Deployment and Upgrade for Quality Documentation in Metabolism and Endocrinology

Quality documentation in metabolism and endocrinology typically originates from internal pharmaceutical company R&D, manufacturing, clinical trials

Data Characteristics for This Category

Quality documentation in metabolism and endocrinology typically originates from internal pharmaceutical company R&D, manufacturing, clinical trials, and post-market surveillance reports. These documents are updated frequently, especially during new drug development or regulatory policy changes, with revisions potentially occurring weekly or even daily. Document structures are primarily PDF, Word, and Excel, containing content such as experimental protocols, batch production records, inspection reports, stability study data, clinical study reports, and drug inserts. Fields include compound names, batch numbers, production dates, expiration dates, test indicators (e.g., blood glucose mg/dL, insulin levels mU/L), test methods, and result criteria. Data units strictly adhere to international standards, such as mmol/L and ng/mL, and often include specific reference ranges.

Constraints Imposed by These Characteristics on "Deployment and Upgrade"

The frequent updates to metabolism and endocrinology documents require deployment solutions with efficient document synchronization and index rebuilding mechanisms to ensure knowledge base timeliness. Documents contain extensive tabular data and charts, challenging the accuracy and robustness of parsers. Special configurations are needed to ensure critical data points are not missed. The specialized nature of fields and standardization of units demand that the knowledge base accurately identifies and differentiates various metrics during vectorization and retrieval, preventing confusion. Furthermore, documents often contain sensitive information, necessitating that the deployment environment meets strict data security and access control requirements to ensure data isolation and compliance. The deployment and upgrade process must account for smooth migration of existing knowledge bases, avoid service interruptions, and support version management for new and old documents.

Configuration Settings

Configuration ItemRecommended ValueRationale
UPLOAD_FILE_MAX_SIZE200 MBAccommodates large clinical trial reports and batch production record documents.
PARSE_FILE_TIMEOUT_SECONDS600 secondsEnsures sufficient parsing time for complex PDF or Word documents, preventing timeout failures.
Chunk size800–1200 charactersBalances semantic completeness and retrieval accuracy, suited for documents with specialized terms and long sentences.
Recall countTop 10 entriesIncreases the number of initially recalled relevant segments, improving hit rates for complex queries.
Similarity threshold0.75For specialized domain documents, this improves the relevance of retrieval results and reduces inaccurate recalls.
Rerank result countTop 5 entriesFurther refines retrieval results, prioritizing the most relevant segments to enhance answer quality.

Three Common Mistakes

  • After deployment, the local area network cannot access the service. 127.0.0.1 is available, but other IPs are not. This is typically a Docker container network configuration issue. Check docker-compose.yml for correct port mapping and ensure the host firewall rules allow external access to the specified ports.
  • When uploading large batch production record PDF files, document parsing progress stalls for an extended period or reports an error. This may be due to PARSE_FILE_TIMEOUT_SECONDS being set too low, causing the parser to time out when processing complex document structures or extracting images.
  • During knowledge base Q&A, numerical values related to specific test indicators (e.g., blood glucose units) are sometimes confused. This indicates that critical contextual information was not sufficiently preserved during document segmentation or vectorization, leading to inadequate understanding of specialized fields by the model.

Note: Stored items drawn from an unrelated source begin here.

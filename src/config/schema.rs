//! Configuration schema definitions.
//!
//! This module defines the complete configuration structure for the gateway.
//! All types derive Serde traits for deserialization from config files.

use serde::{Deserialize, Serialize};

/// Root configuration for the filtering gateway.
#[derive(Debug, Clone, Deserialize, Serialize, Default)]
#[serde(default)]
pub struct GatewayConfig {
    /// Listener configuration (bind address).
    pub listener: ListenerConfig,

    /// Where allowed requests are forwarded.
    pub upstream: UpstreamConfig,

    /// Timeout configuration.
    pub timeouts: TimeoutConfig,

    /// Observability settings.
    pub observability: ObservabilityConfig,

    /// Request filter rules.
    pub filter: FilterConfig,
}

/// Listener configuration.
#[derive(Debug, Clone, Deserialize, Serialize)]
#[serde(default)]
pub struct ListenerConfig {
    /// Bind address (e.g., "0.0.0.0:8080").
    pub bind_address: String,
}

impl Default for ListenerConfig {
    fn default() -> Self {
        Self {
            bind_address: "0.0.0.0:8080".to_string(),
        }
    }
}

/// Upstream the gateway forwards allowed requests to.
#[derive(Debug, Clone, Deserialize, Serialize)]
#[serde(default)]
pub struct UpstreamConfig {
    /// Upstream address (e.g., "127.0.0.1:3000").
    pub address: String,
}

impl Default for UpstreamConfig {
    fn default() -> Self {
        Self {
            address: "127.0.0.1:3000".to_string(),
        }
    }
}

/// Timeout configuration.
#[derive(Debug, Clone, Deserialize, Serialize)]
#[serde(default)]
pub struct TimeoutConfig {
    /// Request timeout (total time for request/response) in seconds.
    pub request_secs: u64,
}

impl Default for TimeoutConfig {
    fn default() -> Self {
        Self { request_secs: 30 }
    }
}

/// Observability configuration.
#[derive(Debug, Clone, Deserialize, Serialize)]
#[serde(default)]
pub struct ObservabilityConfig {
    /// Log level (trace, debug, info, warn, error).
    pub log_level: String,

    /// Log output format: "pretty" or "json".
    pub log_format: String,

    /// Enable metrics endpoint.
    pub metrics_enabled: bool,

    /// Metrics endpoint bind address.
    pub metrics_address: String,
}

impl Default for ObservabilityConfig {
    fn default() -> Self {
        Self {
            log_level: "info".to_string(),
            log_format: "pretty".to_string(),
            metrics_enabled: false,
            metrics_address: "0.0.0.0:9090".to_string(),
        }
    }
}

/// Request filter configuration.
///
/// Field names follow the established plugin format
/// (`requestHeaders`, `whitelistRequestHeaders`, `allowedIPs`, `log`).
#[derive(Debug, Clone, Deserialize, Serialize, Default, PartialEq, Eq)]
#[serde(default, rename_all = "camelCase")]
pub struct FilterConfig {
    /// Block rules.
    pub request_headers: Vec<HeaderConfig>,

    /// Rules that exempt an already blocked header.
    pub whitelist_request_headers: Vec<HeaderConfig>,

    /// Allowed client networks; each entry may hold several comma-separated
    /// CIDRs or addresses.
    #[serde(rename = "allowedIPs")]
    pub allowed_ips: Vec<String>,

    /// Emit diagnostic lines for skipped entries and decisions.
    pub log: bool,
}

/// One header rule. Both patterns are optional; empty means absent.
#[derive(Debug, Clone, Deserialize, Serialize, Default, PartialEq, Eq)]
#[serde(default)]
pub struct HeaderConfig {
    /// Header name pattern.
    #[serde(rename = "header", skip_serializing_if = "String::is_empty")]
    pub name: String,

    /// Header value pattern.
    #[serde(rename = "env", skip_serializing_if = "String::is_empty")]
    pub value: String,
}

How to Verify Correct Configuration

  • Upload a quality document from the metabolism and endocrinology domain containing complex tables and specialized units (e.g., a stability study report). Check that all key data points and table contents are correctly parsed and indexed.
  • Use queries containing specific disease-area terminology and numerical values, such as "What is the acceptable range for blood glucose mg/dL in the batch release standard for a certain compound?" Verify that the knowledge base accurately recalls relevant segments and provides correct answers.
  • Simulate uploading multiple large documents simultaneously. Observe system resource usage and parsing times to ensure stable service and timely responses under expected load.
  • Check log outputs to confirm there are no frequent errors or warning messages related to document parsing, vectorization, or knowledge base retrieval.

The values given are common starting points and should be measured against the reader's own samples.

Question material comes from public community discussions. Configuration values are common starting points and should be measured against your own samples. Verified on 2026-09-21.